Jean Guillame Audinet-Serville | |
Birth Date: | 11 November 1775 |
Birth Place: | Paris |
Death Place: | La Ferté-sous-Jouarre |
Nationality: | French |
Fields: | Entomology |
Jean Guillaume Audinet-Serville (in French pronounced as /ʒɑ̃ ɡijom odinɛ sɛʁvil/; his name, before the Revolution, included a particle: Audinet de Serville) was a French entomologist,[1] born on 11 November 1775 in Paris. He died on 27 March 1858 in La Ferté-sous-Jouarre.
He was introduced to entomology by Madame de Grostête-Tigny who was fascinated, like her husband, by chemistry and insects. Through her, Audinet-Serville met Pierre André Latreille (1762–1833). Latreille worked with him on the Dictionnaire des Insectes de l’Encyclopédie méthodique ("The Methodical Encyclopedia Dictionary of Insects").[2] Then, working with Guillaume-Antoine Olivier (1756–1814), he finished the book Faune française ("French Fauna") in 1830.

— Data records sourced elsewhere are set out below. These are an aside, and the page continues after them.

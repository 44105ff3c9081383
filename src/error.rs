use thiserror::Error;

/// Unified error type for the redraft engine.
///
/// Per-attempt failures (`Transport`, `Api`) are absorbed by the retry loop
/// in [`crate::client::CompletionClient`]; callers normally observe only
/// `Configuration`, `Validation`, or `NoContent`.
#[derive(Debug, Error)]
pub enum Error {
    #[error("configuration error: {0}")]
    Configuration(String),

    #[error("validation error: {0}")]
    Validation(String),

    #[error("network transport error: {0}")]
    Transport(#[from] crate::transport::TransportError),

    #[error("API error: HTTP {status}: {message}")]
    Api { status: u16, message: String },

    #[error("serialization error: {0}")]
    Serialization(#[from] serde_json::Error),

    #[error("no usable content after {attempts} attempts")]
    NoContent { attempts: u32 },
}

impl Error {
    /// True when the retry loop may absorb this error and move on to the
    /// next attempt.
    pub fn is_retryable(&self) -> bool {
        matches!(self, Error::Transport(_) | Error::Api { .. })
    }
}
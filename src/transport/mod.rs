//! Network transport.

pub mod http;

pub use http::HttpTransport;

/// Transport-level failures (connection setup, TLS, mid-stream drops).
#[derive(Debug, thiserror::Error)]
pub enum TransportError {
    #[error("HTTP error: {0}")]
    Http(#[from] reqwest::Error),

    #[error("transport error: {0}")]
    Other(String),
}
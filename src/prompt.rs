//! Prompt assembly: configuration + edit context in, ordered message
//! sequence out.
//!
//! Pure function of its inputs; absent optional segments degrade to
//! omission, never to an error.

use crate::config::CompletionConfig;
use crate::types::{Action, EditContext, Message};

/// Fallback user instruction for [`Action::Continue`] when no user prompt is
/// configured.
const CONTINUE_FALLBACK: &str = "Please continue.";

/// Build the role-tagged message sequence for one request.
///
/// A non-empty system prompt always comes first. `Continue` primes the model
/// with the preceding text framed as its own prior output, so it extends the
/// text instead of commenting on it; the selected fragment is ignored in
/// that mode. `Rewrite` packs the instruction, optional context block, and
/// quoted fragment into a single user message, optionally followed by a
/// trailing assistant message.
pub fn build_messages(
    config: &CompletionConfig,
    action: Action,
    context: &EditContext,
) -> Vec<Message> {
    let mut messages = Vec::new();

    if !config.system_prompt.is_empty() {
        messages.push(Message::system(&config.system_prompt));
    }

    match action {
        Action::Continue => {
            if !config.user_prompt.is_empty() {
                messages.push(Message::user(&config.user_prompt));
            } else {
                messages.push(Message::user(CONTINUE_FALLBACK));
            }

            if !context.before.trim().is_empty() {
                messages.push(Message::assistant(&context.before));
            }
        }
        Action::Rewrite => {
            let mut user_content = String::new();

            if !config.user_prompt.is_empty() {
                user_content.push_str(&config.user_prompt);
                user_content.push_str("\n\n");
            }

            let mut context_text = String::new();
            if !context.before.trim().is_empty() {
                context_text.push_str(&context.before);
            }
            if config.include_selection_in_context && !context.selected.trim().is_empty() {
                context_text.push_str(&context.selected);
            }
            if !context.after.trim().is_empty() {
                context_text.push_str(&context.after);
            }

            if !context_text.trim().is_empty() {
                user_content.push_str("Here is some context:\n\"");
                user_content.push_str(&context_text);
                user_content.push_str("\"\n\n");
            }

            user_content.push_str("Please rewrite the following fragment:\n\n\"");
            user_content.push_str(&context.selected);
            user_content.push('"');

            messages.push(Message::user(user_content));

            if !config.assistant_prompt.is_empty() {
                messages.push(Message::assistant(&config.assistant_prompt));
            }
        }
    }

    messages
}
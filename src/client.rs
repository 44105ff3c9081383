//! Streaming completion client.
//!
//! Public surface is intentionally small: build a [`CompletionClient`] from
//! a [`crate::config::CompletionConfig`] and call
//! [`CompletionClient::complete`].

pub mod core;

pub use core::CompletionClient;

Audinet-Serville is particularly known for his work on the Orthoptera. He published, Revue méthodique de l’ordre des Orthoptères ("Methodical Review of the Order of Orthoptera") which appeared in Annales des sciences naturelles in 1831. Then, in 1839, in the series of works entitled les Suites à Buffon, a volume on the same order, Histoire naturelle des Insectes Orthoptères ("Natural History of Orthoptera Insects").
He was a friend of Charles Jean-Baptiste Amyot and wrote with him Histoire naturelle des insectes Hemipteres ("Natural History of Hemiptera Insects"). Paris, Libraire Encyclopedique de Roret: 1–675 (1843). and with Amédée Louis Michel le Peletier, comte de Saint-Fargeau he contributed a treatise on Hemiptera to Guillaume-Antoine Olivier's natural history, Entomologie, ou histoire naturelle des Crustacés, des Arachnides et des Insectes (Encyclopédie Méthodique)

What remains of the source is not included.